Sustaina Amalgasは、駅の近くの食料品店で買い物を済ませて、自宅兼研究所に戻ろうとしているところだった。
いつも通る橋のそばまで来ると、あのSansanによる天空からの一撃で無残に幹をえぐられ深く傷つけられた桜の木がそれでもなんとか立ち続けている姿を目にし、Sustainaは、今となっては自分の仲間となった者による力任せの荒ぶる行為に妙な責任を感じてゆっくりとその桜の木に近づき、そっと幹に手を当てて、「ごめんね。」と小声で謝った。
するとどこからか、「Sustainaさん。」と女の子が自分を呼ぶ声が聞こえてきた。
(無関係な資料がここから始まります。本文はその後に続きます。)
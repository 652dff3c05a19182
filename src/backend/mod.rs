//! Terminal device backends.
//!
//! A [`Backend`] is the device the renderer drives. It can:
//!
//! - read and apply line-discipline/echo settings
//! - write text
//! - yield decoded input events
//!
//! The renderer owns the lifecycle and the backend only does the I/O.
//!
//! - **terminal**: real tty / Windows console through crossterm
//! - **memory**: in-memory device with fault injection, for tests

pub mod memory;
pub mod terminal;

use std::io;
use std::time::Duration;

use bitflags::bitflags;

use crate::config::{RendererConfig, ScreenConfig};
use crate::message::Message;

pub use memory::{Fault, MemoryBackend, MemoryHandle};
pub use terminal::CrosstermBackend;

bitflags! {
    /// Line-discipline and echo settings of a terminal device
    #[derive(Clone, Copy, Debug, PartialEq, Eq, Hash)]
    pub struct LineDiscipline: u8 {
        /// Echo typed characters
        const ECHO              = 0b00_0001;
        /// Line-buffered input with editing
        const CANONICAL         = 0b00_0010;
        /// Ctrl+C / Ctrl+Z generate signals
        const SIGNALS           = 0b00_0100;
        /// Implementation-defined input processing (Ctrl+V)
        const EXTENDED          = 0b00_1000;
        /// XON/XOFF flow control
        const FLOW_CONTROL      = 0b01_0000;
        /// Output post-processing (`\n` to `\r\n`)
        const OUTPUT_PROCESSING = 0b10_0000;

        /// Typical settings of a fresh interactive terminal
        const COOKED = Self::ECHO.bits()
            | Self::CANONICAL.bits()
            | Self::SIGNALS.bits()
            | Self::EXTENDED.bits()
            | Self::FLOW_CONTROL.bits()
            | Self::OUTPUT_PROCESSING.bits();
    }
}

impl Default for LineDiscipline {
    fn default() -> Self {
        Self::COOKED
    }
}

impl LineDiscipline {
    /// Input-side flags cleared by raw mode
    const RAW_CLEARED: Self = Self::ECHO
        .union(Self::CANONICAL)
        .union(Self::SIGNALS)
        .union(Self::EXTENDED)
        .union(Self::FLOW_CONTROL);

    /// Raw variant of these settings
    pub fn raw(self) -> Self {
        self.difference(Self::RAW_CLEARED)
    }

    /// No line buffering and no echo
    pub fn is_raw(self) -> bool {
        !self.intersects(Self::ECHO | Self::CANONICAL)
    }
}

/// How [`Backend::poll_message`] waits for input
#[derive(Debug, Clone, Copy, PartialEq, Eq)]
pub enum InputPolicy {
    /// Wait until an event arrives
    Blocking,
    /// Return `None` immediately when nothing is queued
    NonBlocking,
    /// Wait up to the given duration, then return `None`
    Timeout(Duration),
}

/// Device collaborator driven by a [`Renderer`](crate::renderer::Renderer)
pub trait Backend {
    /// Read the current line-discipline settings
    fn line_discipline(&mut self) -> io::Result<LineDiscipline>;

    /// Apply line-discipline settings
    fn set_line_discipline(&mut self, settings: LineDiscipline) -> io::Result<()>;

    /// Queue text for the device
    fn write(&mut self, text: &str) -> io::Result<()>;

    fn flush(&mut self) -> io::Result<()>;

    /// Next decoded input event, waiting per [`input_policy`](Self::input_policy).
    ///
    /// A timed-out or empty poll consumes nothing.
    fn poll_message(&mut self) -> io::Result<Option<Message>>;

    fn input_policy(&self) -> InputPolicy;

    /// Screen setup when a session opens
    fn open(&mut self, screen: &ScreenConfig) -> io::Result<()>;

    /// Undo what [`open`](Self::open) did for the same `screen`
    fn close(&mut self, screen: &ScreenConfig) -> io::Result<()>;

    /// Device size as `(cols, rows)`
    fn size(&self) -> io::Result<(u16, u16)>;
}

impl<B: Backend + ?Sized> Backend for Box<B> {
    fn line_discipline(&mut self) -> io::Result<LineDiscipline> {
        (**self).line_discipline()
    }

    fn set_line_discipline(&mut self, settings: LineDiscipline) -> io::Result<()> {
        (**self).set_line_discipline(settings)
    }

    fn write(&mut self, text: &str) -> io::Result<()> {
        (**self).write(text)
    }

    fn flush(&mut self) -> io::Result<()> {
        (**self).flush()
    }

    fn poll_message(&mut self) -> io::Result<Option<Message>> {
        (**self).poll_message()
    }

    fn input_policy(&self) -> InputPolicy {
        (**self).input_policy()
    }

    fn open(&mut self, screen: &ScreenConfig) -> io::Result<()> {
        (**self).open(screen)
    }

    fn close(&mut self, screen: &ScreenConfig) -> io::Result<()> {
        (**self).close(screen)
    }

    fn size(&self) -> io::Result<(u16, u16)> {
        (**self).size()
    }
}

/// Backend variant chosen at construction time
#[derive(Debug, Clone, Copy, PartialEq, Eq)]
pub enum BackendKind {
    /// The process's controlling terminal
    Terminal,
    /// Detached in-memory device
    Memory,
}

/// Construct a backend of the given kind
pub fn open_backend(kind: BackendKind, config: &RendererConfig) -> Box<dyn Backend> {
    match kind {
        BackendKind::Terminal => Box::new(CrosstermBackend::new(config.input.policy())),
        BackendKind::Memory => Box::new(MemoryBackend::new().0),
    }
}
ところが不思議なことに辺りを見回しても誰もいない。おかしいなと思っていると、もう一度、「Sustainaさん。」と声がした。
「ん?橋の下のほうかしら?」
声に導かれるようにSustainaは、河川敷にコンクリートを盛って作られた道まで下りられる階段を近くに見つけ、慎重に下りて行った。というのも、それまでの降雨で川が増水し、夕暮れ時で視界が暗くなっているからだ。
階段を下り切って橋の下のほうに目をやると、もやっとした緑色の何かが見えた。
「不思議なことが続くものね。今度は何かしら?全身緑色っぽいけど、カッパなのかな?いや、どうもぼやけているし幽霊かしら?」
Sustainaは独り言をつぶやきながら恐る恐る近づいて行った。
「こんばんは、Sustainaさん。」
その幽霊的カッパは愛想よく挨拶をした。身長は1メートルぐらいで、何と定義すれば良いのか分からない何かではあったが、いずれにしても子供のようだった。
「こんばんは、。どうして私の名前を知ってるの?」
Sustainaは優しい声で問いかけた。すると彼女は、その質問待ってましたとばかりに無邪気に笑って、「だって私、SustainaさんがRedと出会ったのも、Sansanと出会ったのもずっと見てたから。」と用意していた答えを披露した。そして驚くSustainaの様子を見て、ますますおかしくなってケラケラと笑った。
「そうなの。じゃあ、私たちはもう知り合いだったのね。ごめんなさい、気づかなくて。」
Sustainaはニッコリ微笑んだ。
「うん、そうだといいなって思ってた。私ずっと一人だったから。」
「そう、一人だったの。」
Sustainaはおうむ返しに応じた。
「うん、人間の子は怖がって遊んでくれない。私は人間から見たら妖怪だから。」
「寂しい?」
「う~ん、寂しいのかな。でも、そんなもんかなとも思ってるけど。」
自分の想定した答えではないものが返ってきて、今一つその子の気持ちをつかみきれなかったSustainaは、彼女の名前を聞いてみた。
「名前?う~ん、カッパとかお化けとか言われているけど、よく分かんないな。」
「そう、よく分かんないのね。だったら私が名前をつけてもいい?」
Sustainaがそう提案すると、彼女は小躍りして喜んだ。
「そうね、Hiyoriって名前はどう?私が子供の時に買っていた小鳥の名前だけど。」
「いいよ、Hiyoriで。うれしいな。」
とりあえず名前については快諾してもらったと考えたSustainaは、次に、この辺りに住んでいるのか尋ねた。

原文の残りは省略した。